WORK TO BE COMPLETED – A complete answer includes every line below with the word "enum".
==================================================
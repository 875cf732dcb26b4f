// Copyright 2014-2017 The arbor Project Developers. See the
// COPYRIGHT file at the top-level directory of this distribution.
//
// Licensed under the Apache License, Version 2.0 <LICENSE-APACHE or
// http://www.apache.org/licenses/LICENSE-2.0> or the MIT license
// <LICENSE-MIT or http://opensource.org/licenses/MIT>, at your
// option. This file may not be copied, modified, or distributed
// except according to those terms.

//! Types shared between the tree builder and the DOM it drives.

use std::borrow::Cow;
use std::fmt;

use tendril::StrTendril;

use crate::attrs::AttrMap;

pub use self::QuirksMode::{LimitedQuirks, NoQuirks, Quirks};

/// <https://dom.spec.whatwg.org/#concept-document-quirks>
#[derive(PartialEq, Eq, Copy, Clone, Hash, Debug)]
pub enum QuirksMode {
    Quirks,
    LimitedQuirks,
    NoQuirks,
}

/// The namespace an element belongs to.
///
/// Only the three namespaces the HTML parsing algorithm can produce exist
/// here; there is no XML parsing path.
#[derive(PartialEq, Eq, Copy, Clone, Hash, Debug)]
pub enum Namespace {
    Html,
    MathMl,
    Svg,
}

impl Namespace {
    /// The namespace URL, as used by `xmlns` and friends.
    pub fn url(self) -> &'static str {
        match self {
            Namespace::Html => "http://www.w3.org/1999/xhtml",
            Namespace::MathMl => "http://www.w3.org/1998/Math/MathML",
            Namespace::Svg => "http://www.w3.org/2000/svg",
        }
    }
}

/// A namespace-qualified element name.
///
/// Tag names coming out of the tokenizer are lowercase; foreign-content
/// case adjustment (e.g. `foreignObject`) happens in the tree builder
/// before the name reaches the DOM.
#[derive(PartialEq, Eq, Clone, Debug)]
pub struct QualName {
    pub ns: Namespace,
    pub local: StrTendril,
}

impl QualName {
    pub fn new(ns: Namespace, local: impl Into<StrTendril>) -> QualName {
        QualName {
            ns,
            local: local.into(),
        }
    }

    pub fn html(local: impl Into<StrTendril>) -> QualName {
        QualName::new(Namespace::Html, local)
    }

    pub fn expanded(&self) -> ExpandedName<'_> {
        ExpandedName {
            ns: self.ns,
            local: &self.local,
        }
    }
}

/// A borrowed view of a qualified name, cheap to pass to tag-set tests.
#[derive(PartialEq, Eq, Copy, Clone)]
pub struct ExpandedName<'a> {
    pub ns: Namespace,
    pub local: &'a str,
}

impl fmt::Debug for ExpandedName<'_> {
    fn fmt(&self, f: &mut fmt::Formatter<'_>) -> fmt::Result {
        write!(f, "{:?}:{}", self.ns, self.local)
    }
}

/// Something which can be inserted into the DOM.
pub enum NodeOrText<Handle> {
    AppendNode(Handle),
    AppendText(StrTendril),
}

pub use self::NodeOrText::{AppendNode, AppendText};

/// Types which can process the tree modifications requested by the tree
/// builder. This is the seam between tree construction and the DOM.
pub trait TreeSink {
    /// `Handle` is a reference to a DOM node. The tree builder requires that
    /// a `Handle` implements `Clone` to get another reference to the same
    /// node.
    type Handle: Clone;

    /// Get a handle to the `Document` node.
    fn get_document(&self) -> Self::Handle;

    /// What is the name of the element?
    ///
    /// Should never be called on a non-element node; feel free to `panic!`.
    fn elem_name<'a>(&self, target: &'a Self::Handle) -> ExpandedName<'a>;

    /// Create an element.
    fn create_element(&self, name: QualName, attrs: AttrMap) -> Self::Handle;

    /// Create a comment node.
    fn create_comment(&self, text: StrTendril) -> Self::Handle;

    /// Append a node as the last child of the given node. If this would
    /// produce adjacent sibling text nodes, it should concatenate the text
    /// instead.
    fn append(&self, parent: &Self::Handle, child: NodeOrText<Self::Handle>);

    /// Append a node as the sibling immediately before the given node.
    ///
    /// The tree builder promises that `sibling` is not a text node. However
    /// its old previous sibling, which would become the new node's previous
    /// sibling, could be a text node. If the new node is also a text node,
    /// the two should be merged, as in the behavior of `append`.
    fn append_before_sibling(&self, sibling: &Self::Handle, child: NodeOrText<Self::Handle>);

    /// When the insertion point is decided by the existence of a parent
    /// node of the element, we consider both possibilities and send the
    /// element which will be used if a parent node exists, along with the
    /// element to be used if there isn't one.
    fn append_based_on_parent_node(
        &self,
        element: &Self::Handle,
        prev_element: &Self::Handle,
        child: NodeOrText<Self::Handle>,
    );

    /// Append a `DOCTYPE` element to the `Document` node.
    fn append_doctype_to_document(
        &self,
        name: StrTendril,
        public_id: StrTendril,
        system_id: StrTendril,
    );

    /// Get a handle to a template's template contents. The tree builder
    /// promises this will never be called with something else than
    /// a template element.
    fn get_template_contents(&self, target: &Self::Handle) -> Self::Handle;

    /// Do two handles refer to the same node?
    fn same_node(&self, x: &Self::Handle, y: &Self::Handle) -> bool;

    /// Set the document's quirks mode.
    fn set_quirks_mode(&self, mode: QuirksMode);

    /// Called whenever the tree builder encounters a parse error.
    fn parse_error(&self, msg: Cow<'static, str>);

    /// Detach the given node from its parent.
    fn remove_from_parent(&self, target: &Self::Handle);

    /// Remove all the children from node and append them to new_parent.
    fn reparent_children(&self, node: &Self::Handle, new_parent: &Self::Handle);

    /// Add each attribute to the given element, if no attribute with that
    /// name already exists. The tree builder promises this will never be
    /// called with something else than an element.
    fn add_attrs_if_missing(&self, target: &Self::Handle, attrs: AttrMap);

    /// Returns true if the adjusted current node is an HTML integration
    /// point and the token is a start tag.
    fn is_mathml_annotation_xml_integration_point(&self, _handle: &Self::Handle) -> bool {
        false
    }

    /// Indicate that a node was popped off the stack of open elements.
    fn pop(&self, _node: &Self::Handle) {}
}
==================================================
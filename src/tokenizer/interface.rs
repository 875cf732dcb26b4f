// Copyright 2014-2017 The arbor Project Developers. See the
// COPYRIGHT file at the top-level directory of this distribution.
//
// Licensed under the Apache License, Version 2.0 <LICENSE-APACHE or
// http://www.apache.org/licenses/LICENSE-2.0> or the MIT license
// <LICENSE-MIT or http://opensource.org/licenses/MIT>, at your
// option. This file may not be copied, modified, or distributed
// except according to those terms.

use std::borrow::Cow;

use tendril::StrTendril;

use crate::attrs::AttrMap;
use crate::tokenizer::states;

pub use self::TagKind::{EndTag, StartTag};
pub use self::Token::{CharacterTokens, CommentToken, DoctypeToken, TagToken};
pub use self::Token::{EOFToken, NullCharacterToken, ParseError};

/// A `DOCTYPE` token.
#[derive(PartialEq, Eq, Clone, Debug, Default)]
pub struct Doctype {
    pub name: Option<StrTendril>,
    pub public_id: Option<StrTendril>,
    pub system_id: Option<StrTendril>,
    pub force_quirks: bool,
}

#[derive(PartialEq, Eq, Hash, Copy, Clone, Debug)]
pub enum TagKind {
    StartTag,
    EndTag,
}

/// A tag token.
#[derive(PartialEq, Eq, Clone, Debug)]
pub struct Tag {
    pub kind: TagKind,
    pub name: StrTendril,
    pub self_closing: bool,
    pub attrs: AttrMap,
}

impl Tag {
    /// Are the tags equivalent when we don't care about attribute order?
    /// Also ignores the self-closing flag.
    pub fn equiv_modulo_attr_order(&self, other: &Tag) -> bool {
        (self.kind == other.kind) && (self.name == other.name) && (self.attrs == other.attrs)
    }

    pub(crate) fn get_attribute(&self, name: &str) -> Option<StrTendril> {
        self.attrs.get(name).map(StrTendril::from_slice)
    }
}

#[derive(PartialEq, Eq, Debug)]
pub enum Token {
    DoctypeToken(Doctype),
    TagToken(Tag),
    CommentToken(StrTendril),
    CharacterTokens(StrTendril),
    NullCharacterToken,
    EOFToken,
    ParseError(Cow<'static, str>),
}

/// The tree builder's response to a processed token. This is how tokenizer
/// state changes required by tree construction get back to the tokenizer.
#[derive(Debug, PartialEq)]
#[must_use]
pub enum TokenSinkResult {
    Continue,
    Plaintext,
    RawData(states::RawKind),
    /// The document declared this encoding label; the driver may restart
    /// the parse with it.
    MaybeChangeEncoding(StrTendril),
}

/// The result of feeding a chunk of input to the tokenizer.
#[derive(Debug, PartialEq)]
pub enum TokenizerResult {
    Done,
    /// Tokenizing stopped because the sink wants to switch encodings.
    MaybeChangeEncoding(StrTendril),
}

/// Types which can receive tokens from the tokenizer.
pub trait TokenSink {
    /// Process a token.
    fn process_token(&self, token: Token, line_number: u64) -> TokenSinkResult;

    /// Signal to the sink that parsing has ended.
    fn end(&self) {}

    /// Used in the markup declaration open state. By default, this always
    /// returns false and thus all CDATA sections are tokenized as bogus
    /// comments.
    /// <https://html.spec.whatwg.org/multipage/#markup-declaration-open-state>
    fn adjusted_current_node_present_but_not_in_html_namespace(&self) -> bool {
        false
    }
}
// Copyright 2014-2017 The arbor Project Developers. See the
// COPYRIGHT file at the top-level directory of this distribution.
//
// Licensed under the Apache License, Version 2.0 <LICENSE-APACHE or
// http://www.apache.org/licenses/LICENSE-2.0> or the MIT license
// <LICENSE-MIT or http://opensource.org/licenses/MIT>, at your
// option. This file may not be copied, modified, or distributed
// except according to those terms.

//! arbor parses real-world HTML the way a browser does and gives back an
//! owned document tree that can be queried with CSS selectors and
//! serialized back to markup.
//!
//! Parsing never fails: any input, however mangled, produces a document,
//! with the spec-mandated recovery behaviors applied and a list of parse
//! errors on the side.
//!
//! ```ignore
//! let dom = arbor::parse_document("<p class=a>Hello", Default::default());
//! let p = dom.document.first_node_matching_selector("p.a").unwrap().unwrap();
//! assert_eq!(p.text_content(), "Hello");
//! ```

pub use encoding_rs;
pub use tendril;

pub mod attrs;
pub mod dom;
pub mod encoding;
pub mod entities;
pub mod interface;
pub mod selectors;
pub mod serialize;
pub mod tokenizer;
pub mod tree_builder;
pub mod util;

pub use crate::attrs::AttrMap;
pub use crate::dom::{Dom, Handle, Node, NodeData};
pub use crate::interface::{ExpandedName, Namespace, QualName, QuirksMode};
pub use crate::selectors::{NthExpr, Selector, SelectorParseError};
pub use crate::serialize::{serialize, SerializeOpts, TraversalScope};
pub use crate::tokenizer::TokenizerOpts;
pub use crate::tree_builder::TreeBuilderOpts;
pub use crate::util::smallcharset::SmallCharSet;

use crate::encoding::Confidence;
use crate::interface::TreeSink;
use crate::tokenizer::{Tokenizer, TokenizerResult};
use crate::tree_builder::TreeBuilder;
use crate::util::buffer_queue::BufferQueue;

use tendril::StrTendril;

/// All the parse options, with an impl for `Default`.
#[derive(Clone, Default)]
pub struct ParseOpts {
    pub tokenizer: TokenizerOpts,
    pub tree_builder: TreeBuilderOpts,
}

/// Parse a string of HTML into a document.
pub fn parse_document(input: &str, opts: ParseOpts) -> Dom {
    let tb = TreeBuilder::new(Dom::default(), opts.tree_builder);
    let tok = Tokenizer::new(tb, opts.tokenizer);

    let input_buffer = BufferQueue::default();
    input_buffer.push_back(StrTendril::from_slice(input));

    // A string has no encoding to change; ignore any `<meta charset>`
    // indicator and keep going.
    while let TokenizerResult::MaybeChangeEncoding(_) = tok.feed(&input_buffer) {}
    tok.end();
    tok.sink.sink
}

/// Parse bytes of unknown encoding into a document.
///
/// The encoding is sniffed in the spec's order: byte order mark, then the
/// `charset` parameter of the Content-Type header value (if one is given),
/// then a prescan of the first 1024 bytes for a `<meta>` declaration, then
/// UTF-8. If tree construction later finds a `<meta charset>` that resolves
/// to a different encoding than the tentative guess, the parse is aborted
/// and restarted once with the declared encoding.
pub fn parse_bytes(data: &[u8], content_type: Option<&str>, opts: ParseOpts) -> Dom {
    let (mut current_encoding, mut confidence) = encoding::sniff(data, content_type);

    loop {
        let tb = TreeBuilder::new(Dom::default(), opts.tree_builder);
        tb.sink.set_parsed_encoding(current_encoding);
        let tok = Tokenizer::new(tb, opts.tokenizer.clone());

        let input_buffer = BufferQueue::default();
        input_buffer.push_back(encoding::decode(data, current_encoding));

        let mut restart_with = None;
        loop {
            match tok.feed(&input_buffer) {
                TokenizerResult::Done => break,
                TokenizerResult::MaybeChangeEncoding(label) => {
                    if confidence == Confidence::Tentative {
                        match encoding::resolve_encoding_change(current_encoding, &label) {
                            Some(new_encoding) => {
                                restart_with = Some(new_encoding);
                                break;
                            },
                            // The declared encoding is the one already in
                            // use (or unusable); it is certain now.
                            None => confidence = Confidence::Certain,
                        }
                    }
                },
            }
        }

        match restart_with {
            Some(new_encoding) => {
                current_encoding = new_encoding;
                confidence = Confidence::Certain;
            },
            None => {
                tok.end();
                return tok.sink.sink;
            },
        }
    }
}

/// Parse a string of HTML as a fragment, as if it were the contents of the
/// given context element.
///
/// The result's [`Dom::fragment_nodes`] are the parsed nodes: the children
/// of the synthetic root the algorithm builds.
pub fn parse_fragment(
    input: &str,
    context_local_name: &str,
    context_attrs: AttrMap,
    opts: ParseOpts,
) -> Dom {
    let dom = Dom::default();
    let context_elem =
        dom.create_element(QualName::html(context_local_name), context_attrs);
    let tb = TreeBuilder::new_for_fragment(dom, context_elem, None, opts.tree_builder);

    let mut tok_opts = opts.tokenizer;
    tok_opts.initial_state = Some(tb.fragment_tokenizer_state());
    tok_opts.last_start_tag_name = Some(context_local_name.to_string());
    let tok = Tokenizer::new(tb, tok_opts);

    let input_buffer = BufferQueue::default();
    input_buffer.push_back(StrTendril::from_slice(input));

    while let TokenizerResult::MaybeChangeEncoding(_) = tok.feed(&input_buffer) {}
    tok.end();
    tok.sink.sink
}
==================================================
YOUR SOLUTION –
pub enum QuirksMode {
pub enum Namespace {
pub enum NodeOrText<Handle> {
pub enum TagKind {
pub enum Token {
pub enum TokenSinkResult {
pub enum TokenizerResult {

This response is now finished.